Tim and I have talked more and more about our options. Everytime I think I know what I want another option comes up.
For a couple of minutes I concidered moving the date up from March '10 to March '09. That was a fun hour.
Right now the options are:
Have the ceremony at the Wright House in the morning then have the reception that evening at either my backyard, his backyard or possibly Sky's backyard
Have a morning ceremony and evening reception at mine, his or his sister's backyard
Elope. Just get married wherever we plan to have our honeymoon

Crazy. It's official.
Did you know that Mother's Cookies are went out of business, that means no more pink and white frosted animal crackers.
"kimokio31: Cookies
kimokio31: i had to say goodbye to a cookie
erasabledinasour: yes
kimokio31: these are now offically sad times"
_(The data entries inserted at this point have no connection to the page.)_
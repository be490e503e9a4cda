//! Link store tests
//!
//! Covers both slot backends and the `url-stats` slot layout.

use std::sync::Arc;

use chrono::{TimeZone, Utc};
use tempfile::TempDir;

use quicklink::storage::{
    FileBackend, LINKS_SLOT_KEY, LinkRecord, LinkStore, MemoryBackend, SlotBackend,
};

fn record(code: &str, hour: u32) -> LinkRecord {
    LinkRecord::new(
        format!("https://example.com/{}", code),
        format!("http://localhost:3000/{}", code),
        Utc.with_ymd_and_hms(2030, 6, 1, hour, 0, 0).unwrap(),
    )
}

fn memory_store() -> (Arc<MemoryBackend>, LinkStore) {
    let backend = Arc::new(MemoryBackend::new());
    let store = LinkStore::new(backend.clone());
    (backend, store)
}

#[cfg(test)]
mod memory_backend_tests {
    use super::*;

    #[tokio::test]
    async fn test_empty_store_loads_nothing() {
        let (_, store) = memory_store();
        assert!(store.load_all().await.is_empty());
        assert!(store.find_by_shortcode("abc").await.is_none());
        assert_eq!(store.backend_name(), "memory");
    }

    #[tokio::test]
    async fn test_append_then_load_round_trip() {
        let (_, store) = memory_store();
        let first = vec![record("aaa", 1), record("bbb", 2)];
        store.append_all(&first).await.unwrap();

        let r = record("ccc", 3);
        store.append_all(std::slice::from_ref(&r)).await.unwrap();

        let all = store.load_all().await;
        assert_eq!(all.len(), 3);
        assert_eq!(all.last(), Some(&r));
        assert_eq!(&all[..2], &first[..]);
    }

    #[tokio::test]
    async fn test_load_is_idempotent() {
        let (_, store) = memory_store();
        store
            .append_all(&[record("one", 1), record("two", 2)])
            .await
            .unwrap();

        let a = store.load_all().await;
        let b = store.load_all().await;
        assert_eq!(a, b);
    }

    #[tokio::test]
    async fn test_empty_append_writes_nothing() {
        let (backend, store) = memory_store();
        store.append_all(&[]).await.unwrap();
        assert!(backend.load(LINKS_SLOT_KEY).await.unwrap().is_none());
    }

    #[tokio::test]
    async fn test_corrupt_slot_reads_as_empty() {
        let (backend, store) = memory_store();
        backend.save(LINKS_SLOT_KEY, "{not json").await.unwrap();
        assert!(store.load_all().await.is_empty());

        // wrong shape is corruption too
        backend
            .save(LINKS_SLOT_KEY, r#"{"longUrl": "https://a.com"}"#)
            .await
            .unwrap();
        assert!(store.load_all().await.is_empty());
    }

    #[tokio::test]
    async fn test_append_replaces_corrupt_slot() {
        let (backend, store) = memory_store();
        backend.save(LINKS_SLOT_KEY, "garbage").await.unwrap();

        let r = record("fresh", 4);
        store.append_all(std::slice::from_ref(&r)).await.unwrap();

        assert_eq!(store.load_all().await, vec![r]);
    }

    #[tokio::test]
    async fn test_slot_uses_wire_field_names() {
        let (backend, store) = memory_store();
        store.append_all(&[record("wire", 5)]).await.unwrap();

        let raw = backend.load(LINKS_SLOT_KEY).await.unwrap().unwrap();
        let value: serde_json::Value = serde_json::from_str(&raw).unwrap();
        let entry = &value.as_array().unwrap()[0];
        assert_eq!(entry["longUrl"], "https://example.com/wire");
        assert_eq!(entry["shortUrl"], "http://localhost:3000/wire");
        assert_eq!(entry["expiry"], "2030-06-01T05:00:00.000Z");
    }

    #[tokio::test]
    async fn test_reads_browser_written_slot() {
        let (backend, store) = memory_store();
        backend
            .save(
                LINKS_SLOT_KEY,
                r#"[{"longUrl":"https://a.com","shortUrl":"http://localhost:3000/k3j9x1","expiry":"2030-06-01T10:30:00.123Z"}]"#,
            )
            .await
            .unwrap();

        let found = store.find_by_shortcode("k3j9x1").await.unwrap();
        assert_eq!(found.long_url, "https://a.com");
        assert_eq!(found.expiry.timestamp_subsec_millis(), 123);
    }

    #[tokio::test]
    async fn test_find_returns_first_match() {
        let (_, store) = memory_store();
        let mut first = record("dup", 1);
        first.long_url = "https://first.example".to_string();
        let mut second = record("dup", 2);
        second.long_url = "https://second.example".to_string();
        store.append_all(&[first.clone(), second]).await.unwrap();

        assert_eq!(store.find_by_shortcode("dup").await, Some(first));
    }

    #[tokio::test]
    async fn test_find_matches_whole_segment_only() {
        let (_, store) = memory_store();
        store.append_all(&[record("abc123", 1)]).await.unwrap();

        assert!(store.find_by_shortcode("abc123").await.is_some());
        assert!(store.find_by_shortcode("c123").await.is_none());
        assert!(store.find_by_shortcode("abc").await.is_none());
    }

    #[tokio::test]
    async fn test_concurrent_appends_are_not_lost() {
        let (_, store) = memory_store();
        let store = Arc::new(store);

        let mut handles = Vec::new();
        for i in 0..20u32 {
            let store = store.clone();
            handles.push(tokio::spawn(async move {
                store
                    .append_all(&[record(&format!("c{}", i), i % 24)])
                    .await
                    .unwrap();
            }));
        }
        for handle in handles {
            handle.await.unwrap();
        }

        assert_eq!(store.load_all().await.len(), 20);
    }
}

#[cfg(test)]
mod file_backend_tests {
    use super::*;

    #[tokio::test]
    async fn test_missing_file_is_empty() {
        let temp_dir = TempDir::new().unwrap();
        let backend = FileBackend::new(temp_dir.path().join("nested"));
        assert!(backend.load(LINKS_SLOT_KEY).await.unwrap().is_none());

        let store = LinkStore::new(Arc::new(backend));
        assert!(store.load_all().await.is_empty());
    }

    #[tokio::test]
    async fn test_save_creates_directory_and_file() {
        let temp_dir = TempDir::new().unwrap();
        let data_dir = temp_dir.path().join("data");
        let backend = FileBackend::new(&data_dir);

        backend.save(LINKS_SLOT_KEY, "[]").await.unwrap();

        let path = data_dir.join("url-stats.json");
        assert_eq!(backend.data_dir(), data_dir.as_path());
        assert_eq!(backend.slot_path(LINKS_SLOT_KEY), path);
        assert_eq!(std::fs::read_to_string(&path).unwrap(), "[]");
        assert!(!data_dir.join("url-stats.json.tmp").exists());
    }

    #[tokio::test]
    async fn test_records_survive_new_store_instance() {
        let temp_dir = TempDir::new().unwrap();

        let r = record("persist", 7);
        {
            let store = LinkStore::new(Arc::new(FileBackend::new(temp_dir.path())));
            store.append_all(std::slice::from_ref(&r)).await.unwrap();
        }

        let store = LinkStore::new(Arc::new(FileBackend::new(temp_dir.path())));
        assert_eq!(store.backend_name(), "file");
        assert_eq!(store.load_all().await, vec![r.clone()]);
        assert_eq!(store.find_by_shortcode("persist").await, Some(r));
    }

    #[tokio::test]
    async fn test_corrupt_file_reads_as_empty() {
        let temp_dir = TempDir::new().unwrap();
        std::fs::write(temp_dir.path().join("url-stats.json"), "[{]").unwrap();

        let store = LinkStore::new(Arc::new(FileBackend::new(temp_dir.path())));
        assert!(store.load_all().await.is_empty());
    }
}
Guest list's are still being typed up, the general budget is 5-10k and the theme is still being worked on. You know insanity has hit when I think about a vintage circus theme for the reception. Go with it, it could be interesting.
Well don't worry your little pretty heads because I have others. Geez.
Tim is going to build a dance floor so bring your dancing shoes because I better not be the only one out there.
- Mood:awake

I let Tim's mom borrow my telephoto lens while she was on vacation. It's been two weeks I haven't gotten it back yet.
I haven't done a thing for my blog. Everytime Tim has time I don't have interest. That's me.
Tim and I discussed wedding plans. I told him I was thinking about eloping. It is now officially an option.